Sunday, August 25, 2013

BBB - Cinnamon Nut Roll Coffee Cake

I put off making this month's buddy bread until we had company coming, so they could help eat all the scrumptiousness that is this recipe.  This awesome looking brioche coffee cake is supposed to be stirred together the night before and retarded in the fridge until morning to come together.  That's right, this beauty is no-knead.  But me being me, I couldn't follow it as written the first time.  I had to make some adjustments.

First for ingredients: I cut back on the butter by half a stick (¼ cup) since I was using whole milk.  I also used milk instead of the water since I use instant yeast and I definitely scalded the milk first.  And instead of four egg yolks, I used two yolks and one whole duck egg.  Since I had company I reversed the timing for the refrigeration.  Instead of mixing up the dough and leaving it to autolyse overnight, I let it sit at room temperature for about four hours and did a few folds every hour.  Wow, that dough was happy and fluffy by the last fold.  It rolled out like a dream, I filled it, formed it, covered it, and into the fridge it went.

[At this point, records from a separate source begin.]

//! Value trait implementations: constructors, predicates, extractors, PartialEq

use std::sync::Arc;

use super::*;

// ═══════════════════════════════════════════════════════════════════
// Convenience Constructors
// ═══════════════════════════════════════════════════════════════════

impl JsValue {
    /// Create a string value
    pub fn string(s: impl Into<String>) -> Self {
        JsValue::String(Arc::new(s.into()))
    }

    /// Create a big-integer value from decimal text
    pub fn bigint(digits: impl Into<String>) -> Self {
        JsValue::BigInt(Arc::new(digits.into()))
    }

    /// Create a symbol value
    pub fn symbol(description: impl Into<String>) -> Self {
        JsValue::Symbol(Arc::new(description.into()))
    }

    /// Create an array value
    pub fn array(elements: Vec<JsValue>) -> Self {
        JsValue::Array(JsArray::new(elements))
    }

    /// Create an empty plain object value
    pub fn object() -> Self {
        JsValue::Object(JsObject::new())
    }

    /// Create an array-buffer value owning the given bytes
    pub fn array_buffer(bytes: Vec<u8>) -> Self {
        JsValue::ArrayBuffer(JsArrayBuffer::new(bytes))
    }

    // ═══════════════════════════════════════════════════════════════════
    // Type Predicates
    // ═══════════════════════════════════════════════════════════════════

    /// Check if value is `undefined`
    pub fn is_undefined(&self) -> bool {
        matches!(self, JsValue::Undefined)
    }

    /// Check if value is `null`
    pub fn is_null(&self) -> bool {
        matches!(self, JsValue::Null)
    }

    /// Check if value is a boolean
    pub fn is_bool(&self) -> bool {
        matches!(self, JsValue::Bool(_))
    }

    /// Check if value is a number
    pub fn is_number(&self) -> bool {
        matches!(self, JsValue::Number(_))
    }

    /// Check if value is a string
    pub fn is_string(&self) -> bool {
        matches!(self, JsValue::String(_))
    }

    /// Check if value is an object
    pub fn is_object(&self) -> bool {
        matches!(self, JsValue::Object(_))
    }

    /// Check if value is callable
    pub fn is_function(&self) -> bool {
        matches!(self, JsValue::Function(_))
    }

    // ═══════════════════════════════════════════════════════════════════
    // Extractors
    // ═══════════════════════════════════════════════════════════════════

    /// Extract a boolean, if this is one
    pub fn as_bool(&self) -> Option<bool> {
        match self {
            JsValue::Bool(b) => Some(*b),
            _ => None,
        }
    }

    /// Extract a number, if this is one
    pub fn as_number(&self) -> Option<f64> {
        match self {
            JsValue::Number(n) => Some(*n),
            _ => None,
        }
    }

    /// Extract a string slice, if this is a string
    pub fn as_str(&self) -> Option<&str> {
        match self {
            JsValue::String(s) => Some(s.as_str()),
            _ => None,
        }
    }

    /// Extract the object handle, if this is an object
    pub fn as_object(&self) -> Option<&JsObject> {
        match self {
            JsValue::Object(o) => Some(o),
            _ => None,
        }
    }

    /// Extract the array handle, if this is an array
    pub fn as_array(&self) -> Option<&JsArray> {
        match self {
            JsValue::Array(a) => Some(a),
            _ => None,
        }
    }

    /// Extract the function handle, if this is a function
    pub fn as_function(&self) -> Option<&JsFunction> {
        match self {
            JsValue::Function(f) => Some(f),
            _ => None,
        }
    }

    /// A short name for this value's kind, used in error messages.
    pub fn kind_name(&self) -> &'static str {
        match self {
            JsValue::Undefined => "undefined",
            JsValue::Null => "null",
            JsValue::Bool(_) => "boolean",
            JsValue::Number(_) => "number",
            JsValue::BigInt(_) => "bigint",
            JsValue::String(_) => "string",
            JsValue::Symbol(_) => "symbol",
            JsValue::Array(_) => "array",
            JsValue::Object(_) => "object",
            JsValue::ArrayBuffer(_) => "arraybuffer",
            JsValue::Function(_) => "function",
            JsValue::HostObject(_) => "hostobject",
        }
    }
}

// ═══════════════════════════════════════════════════════════════════
// From traits
// ═══════════════════════════════════════════════════════════════════

impl From<bool> for JsValue {
    fn from(b: bool) -> Self {
        JsValue::Bool(b)
    }
}

impl From<f64> for JsValue {
    fn from(n: f64) -> Self {
        JsValue::Number(n)
    }
}

impl From<i32> for JsValue {
    fn from(n: i32) -> Self {
        JsValue::Number(n as f64)
    }
}

impl From<&str> for JsValue {
    fn from(s: &str) -> Self {
        JsValue::string(s)
    }
}

impl From<JsObject> for JsValue {
    fn from(o: JsObject) -> Self {
        JsValue::Object(o)
    }
}

impl From<JsArray> for JsValue {
    fn from(a: JsArray) -> Self {
        JsValue::Array(a)
    }
}

impl From<JsFunction> for JsValue {
    fn from(f: JsFunction) -> Self {
        JsValue::Function(f)
    }
}

// ═══════════════════════════════════════════════════════════════════
// Equality
// ═══════════════════════════════════════════════════════════════════

/// Deep structural equality for data; reference identity for functions,
/// host objects, and symbols.
impl PartialEq for JsValue {
    fn eq(&self, other: &Self) -> bool {
        match (self, other) {
            (JsValue::Undefined, JsValue::Undefined) => true,
            (JsValue::Null, JsValue::Null) => true,
            (JsValue::Bool(a), JsValue::Bool(b)) => a == b,
            (JsValue::Number(a), JsValue::Number(b)) => a == b,
            (JsValue::BigInt(a), JsValue::BigInt(b)) => a == b,
            (JsValue::String(a), JsValue::String(b)) => a == b,
            (JsValue::Symbol(a), JsValue::Symbol(b)) => Arc::ptr_eq(a, b),
            (JsValue::Array(a), JsValue::Array(b)) => a.to_vec() == b.to_vec(),
            (JsValue::Object(a), JsValue::Object(b)) => {
                a.tag() == b.tag() && a.entries() == b.entries()
            }
            (JsValue::ArrayBuffer(a), JsValue::ArrayBuffer(b)) => a.bytes() == b.bytes(),
            (JsValue::Function(a), JsValue::Function(b)) => a.ptr_eq(b),
            (JsValue::HostObject(a), JsValue::HostObject(b)) => {
                std::ptr::eq(Arc::as_ptr(a) as *const (), Arc::as_ptr(b) as *const ())
            }
            _ => false,
        }
    }
}
//! Natural-key uniqueness index.
//!
//! The index is a linear scan over the records visible under the collection
//! lock. Callers must hold the write lock across check and insert.

use crate::model::record::Record;
use crate::model::text::{eq_ignore_case, fold_case};

/// Whether two natural keys collide.
pub fn keys_equal(left: &str, right: &str) -> bool {
    eq_ignore_case(left, right)
}

/// Returns `true` when no record other than `exclude` owns `candidate`.
pub fn check_available<'a, R, I>(records: I, candidate: &str, exclude: Option<&R::Id>) -> bool
where
    R: Record + 'a,
    I: IntoIterator<Item = &'a R>,
{
    let candidate = fold_case(candidate);
    !records
        .into_iter()
        .filter(|record| exclude.map_or(true, |id| record.id() != id))
        .any(|record| fold_case(record.natural_key()) == candidate)
}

The only hitch the next morning was that it was taking too long to come to room temperature.  (Good thing they get up early and took it out at 6:50am.)  But by 8am my folks didn't want to wait any longer to bake it so it went into the oven cold.  I sprayed and steamed it a bit so it wouldn't set so early and it still came out beautiful, but it would have risen at least half again as much if it had gone in warmer.

Still, it was fabulous and they laughed at my grumpiness for not having the total perfection I wanted.  The only change I would make again would be to bump up the salt to a full teaspoon.  I made my ¾ tsp generous because I felt like it wanted more, but we also like to slather good salted butter on our pastries.  I use celtic sea salt and I think it has more flavor but less saltiness than the refined sodium chloride of table salt.  So I tend to be generous with it in all my recipes.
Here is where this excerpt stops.